Southeastern Section - 57th Annual Meeting (10–11 April 2008)

Paper No. 5
Presentation Time: 9:30 AM


PILKEY, Orrin H., Division of Earth & Ocean Sciences, Duke University, Box 90228, 321 Old Chemistry Bldg, Durham, NC 27708,

In its 2007 report, the Intergovernmental Panel on Climate Change (IPCC) estimated that sea level will rise as much as 59 cm in the next century. This estimate does not include any "dynamical" contributions from the Greenland and Antarctic ice sheets. In the last decade, however, there is evidence of a dramatic increase in such dynamical meltwater loss from both ice sheets.
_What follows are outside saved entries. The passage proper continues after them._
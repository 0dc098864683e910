use crate::support::{read_payload_or_exit, render_json, yes_no};
use qadms_core::normalize;
use serde_json::json;

pub fn run(payload: String, json_output: bool) {
    let input = read_payload_or_exit(&payload, json_output);
    let (model, report) = normalize(&input.value);

    if json_output {
        println!(
            "{}",
            render_json(&json!({
                "token_version": model,
                "validation": report,
            }))
        );
    } else {
        println!("qadms normalize");
        println!("  Payload: {}", input.label);
        println!("  Valid: {}", yes_no(report.valid));
        println!("  Tokens: {}", model.len());
        for (group, count) in model.token_counts() {
            println!("    {group}: {count}");
        }
        for issue in &report.errors {
            println!("  error at {}: {}", issue.path, issue.message);
        }
        for issue in &report.warnings {
            println!("  warning at {}: {}", issue.path, issue.message);
        }
    }

    if !report.valid {
        std::process::exit(1);
    }
}
use crate::support::{read_payload_or_exit, render_json, require_source_id_or_exit, yes_no};
use chrono::Utc;
use qadms_core::run_audit;
use serde_json::json;
use uuid::Uuid;

pub fn run(source_id: String, payload: String, json_output: bool) {
    require_source_id_or_exit(&source_id, json_output);
    let input = read_payload_or_exit(&payload, json_output);

    let report = run_audit(&input.value);
    let audit_id = Uuid::new_v4().to_string();
    let evaluated_at = Utc::now().to_rfc3339();
    tracing::debug!(
        source_id = %source_id,
        audit_id = %audit_id,
        violations = report.summary.total_violations,
        "audit evaluated"
    );

    if json_output {
        println!(
            "{}",
            render_json(&json!({
                "source_id": source_id,
                "audit_id": audit_id,
                "evaluated_at": evaluated_at,
                "normalization": report.normalization,
                "summary": report.summary,
                "violations": report.violations,
            }))
        );
        return;
    }

    let summary = &report.summary;
    println!("qadms audit {source_id}");
    println!("  Audit: {audit_id}");
    println!("  Evaluated at: {evaluated_at}");
    println!(
        "  Normalization valid: {} ({} error(s), {} warning(s))",
        yes_no(report.normalization.valid),
        report.normalization.error_count,
        report.normalization.warning_count
    );
    println!("  Violations: {}", summary.total_violations);
    println!(
        "    by severity: critical={} high={} medium={} low={}",
        summary.by_severity.critical,
        summary.by_severity.high,
        summary.by_severity.medium,
        summary.by_severity.low
    );
    println!(
        "    by category: tokens={} a11y={} other={}",
        summary.by_category.tokens, summary.by_category.a11y, summary.by_category.other
    );
    for violation in &report.violations {
        println!(
            "  - [{}] {} {} {}",
            violation.severity, violation.category, violation.violation_id, violation.code
        );
    }
}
Recent studies by Rigot and associates suggest that in 2006, Greenland and Antarctica contributed equal amounts of meltwater to the ocean. An indication of how fast our perceptions are changing is the fact that Antarctica was not even considered as a factor in 21st century sea-level rise in the 2001 IPCC report. In the IPCC's discussion of shoreline erosion related to sea-level rise, the Bruun Rule is mentioned favorably. The Bruun Rule has no basis in reality, yet the wide-spread understanding that for every one foot of sea-level rise a sandy shoreline will retreat 100-200 feet is based on past Bruun Rule projections. In the IPCC policymaker reports, the writing is very complex and, in many circles, the fact that the 59 cm upper range estimate does not include ice sheet contribution is not recognized. The lesson to be learned is that future IPCC documents for policymakers must be edited for eighth-grade-level reading.